A rare naturally occurring allele, GpdhACb62, at the sn-glycerol-3-phosphate dehydrogenase locus in Drosophila melanogaster, encodes an enzyme with an electrophoretic mobility that is more cathodal than that produced by the common slow electrophoretic allele. After electrophoresis and staining of extracts of single adult flies there is a single band of activity corresponding in position to GPDH-1, but, using highly concentrated extracts, a faint band corresponding to GPDH-3 is observed.

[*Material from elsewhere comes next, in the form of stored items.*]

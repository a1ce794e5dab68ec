use super::{
    CommandItemType, HotkeyItemType, ItemType, ItemTypeError, MenuItem, SubmenuItemType,
    UriItemType,
};
use indexmap::map::Entry;
use indexmap::IndexMap;
use once_cell::sync::Lazy;

static SHARED: Lazy<ItemRegistry> = Lazy::new(ItemRegistry::with_builtins);

/// Lookup table from type name to [`ItemType`], in registration order.
///
/// Filled once at startup and only read afterwards. Components that need it
/// take a `&ItemRegistry`; [`ItemRegistry::shared`] hands out a process-wide
/// instance holding the built-in kinds.
pub struct ItemRegistry {
    types: IndexMap<String, Box<dyn ItemType>>,
}

impl ItemRegistry {
    pub fn new() -> Self {
        Self {
            types: IndexMap::new(),
        }
    }

    /// A registry holding `command`, `hotkey`, `submenu` and `uri`, in that order.
    pub fn with_builtins() -> Self {
        let builtins: [(&str, Box<dyn ItemType>); 4] = [
            ("command", Box::new(CommandItemType)),
            ("hotkey", Box::new(HotkeyItemType)),
            ("submenu", Box::new(SubmenuItemType)),
            ("uri", Box::new(UriItemType)),
        ];

        let types: IndexMap<String, Box<dyn ItemType>> = builtins
            .into_iter()
            .map(|(name, item_type)| (name.to_string(), item_type))
            .collect();
        log::debug!("Registered built-in menu item types: {:?}", types.keys());
        Self { types }
    }

    pub fn shared() -> &'static ItemRegistry {
        &SHARED
    }

    pub fn register(
        &mut self,
        name: impl Into<String>,
        item_type: Box<dyn ItemType>,
    ) -> Result<(), ItemTypeError> {
        match self.types.entry(name.into()) {
            Entry::Occupied(entry) => Err(ItemTypeError::DuplicateType(entry.key().clone())),
            Entry::Vacant(entry) => {
                log::debug!("Registered menu item type: {}", entry.key());
                entry.insert(item_type);
                Ok(())
            }
        }
    }

    pub fn get(&self, name: &str) -> Option<&dyn ItemType> {
        self.types.get(name).map(|item_type| item_type.as_ref())
    }

    pub fn list_all(&self) -> Vec<(&str, &dyn ItemType)> {
        self.types
            .iter()
            .map(|(name, item_type)| (name.as_str(), item_type.as_ref()))
            .collect()
    }

    pub fn type_names(&self) -> Vec<&str> {
        self.types.keys().map(String::as_str).collect()
    }

    pub fn len(&self) -> usize {
        self.types.len()
    }

    pub fn is_empty(&self) -> bool {
        self.types.is_empty()
    }

    /// Builds a new item of the named kind from that kind's defaults.
    ///
    /// Containers start with an empty `children` list, every other kind has
    /// none. Each call builds its own payload.
    pub fn create(&self, name: &str) -> Result<MenuItem, ItemTypeError> {
        let Some(item_type) = self.get(name) else {
            log::warn!("Refusing to create item of unknown type: {}", name);
            return Err(ItemTypeError::UnknownType(name.to_string()));
        };

        log::debug!("Creating menu item of type: {}", name);
        Ok(MenuItem {
            kind: name.to_string(),
            data: item_type.default_data(),
            name: item_type.default_name().to_string(),
            icon: item_type.default_icon().to_string(),
            icon_theme: item_type.default_icon_theme().to_string(),
            children: item_type.has_children().then(Vec::new),
            angle: None,
        })
    }

    /// Appends `child` to `parent` when the parent's kind is a container.
    ///
    /// A container read back without a `children` list gets one. On failure
    /// `parent` is left untouched and `child` is dropped.
    pub fn push_child(&self, parent: &mut MenuItem, child: MenuItem) -> Result<(), ItemTypeError> {
        let Some(item_type) = self.get(&parent.kind) else {
            return Err(ItemTypeError::UnknownType(parent.kind.clone()));
        };
        if !item_type.has_children() {
            log::warn!("Refusing to add a child to non-container item of type: {}", parent.kind);
            return Err(ItemTypeError::NotAContainer(parent.kind.clone()));
        }

        parent.children.get_or_insert_with(Vec::new).push(child);
        Ok(())
    }

    /// Describes `item` through the descriptor of its kind, `None` for unknown kinds.
    pub fn describe(&self, item: &MenuItem) -> Option<String> {
        self.get(&item.kind).map(|item_type| item_type.describe(item))
    }

    /// Whether every kind in the tree resolves and `children` is present
    /// exactly on containers. Payloads are not looked at.
    pub fn is_well_formed(&self, item: &MenuItem) -> bool {
        let Some(item_type) = self.get(&item.kind) else {
            return false;
        };

        match (&item.children, item_type.has_children()) {
            (Some(children), true) => children.iter().all(|child| self.is_well_formed(child)),
            (None, false) => true,
            _ => false,
        }
    }
}

impl Default for ItemRegistry {
    fn default() -> Self {
        Self::new()
    }
}
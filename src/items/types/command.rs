use super::{or_not_configured, read_data, DEFAULT_ICON_THEME};
use crate::items::{ItemType, MenuItem};
use serde::{Deserialize, Serialize};

/// Payload of a `command` item.
#[derive(Debug, Clone, Default, PartialEq, Serialize, Deserialize)]
#[serde(default)]
pub struct CommandData {
    pub command: String,
    /// Run the command only after the menu has faded out.
    pub delayed: bool,
}

pub struct CommandItemType;

impl ItemType for CommandItemType {
    fn has_children(&self) -> bool {
        false
    }

    fn default_name(&self) -> &str {
        "Launch Application"
    }

    fn default_icon(&self) -> &str {
        "terminal"
    }

    fn default_icon_theme(&self) -> &str {
        DEFAULT_ICON_THEME
    }

    fn default_data(&self) -> serde_json::Value {
        serde_json::json!({ "command": "", "delayed": false })
    }

    fn generic_description(&self) -> &str {
        "Runs any command. This can be used to start applications, open files, etc."
    }

    fn describe(&self, item: &MenuItem) -> String {
        let data: CommandData = read_data(&item.data);
        or_not_configured(&data.command)
    }
}
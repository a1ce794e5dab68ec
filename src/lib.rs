pub mod cli;
pub mod items;

pub use items::{ItemRegistry, ItemType, ItemTypeError, MenuItem};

In GpdhACb62 homozygotes there is about 26% of the normal level of activity in adults, and less than 6% in third instar larvae. The reduction in activity is significantly greater than the decrease in GPDH immunologically cross-reacting material (CRM). Northern analyses, and rapid amplification of the cDNA ends (RACE) of the 3' regions of the transcripts, show that the levels and structures of the poly(A)+RNAs are similar in homozygotes for GpdhACb62 and for a normal activity allele GpdhAC8. Hybridization to oligonucleotide probes specific for the GPDH-1 and GPDH-3 transcripts was of a similar intensity in GpdhACb62 and GpdhAC8 adult flies. In third instar larvae the main transcript is for GPDH-3 and again the hybridization signals were similar in each line. The activity of the enzyme produced by GpdhACb62 was unstable both at 50 degrees C and at 0 degrees C. The activity lost at 0 degrees C was recovered by incubation at 20 degrees C. The complete GpdhACb62 gene, and the partial Gpdh tandem duplication 3' to this gene, were cloned and sequenced. Comparisons with two normal activity GpdhF genes revealed 31 unique changes in the first copy of GpdhACb62. In exon 4, a T to G substitution changes cysteine to glycine and may disrupt a disulphide bond and be responsible for the distinctive properties of GPDH-ACb62.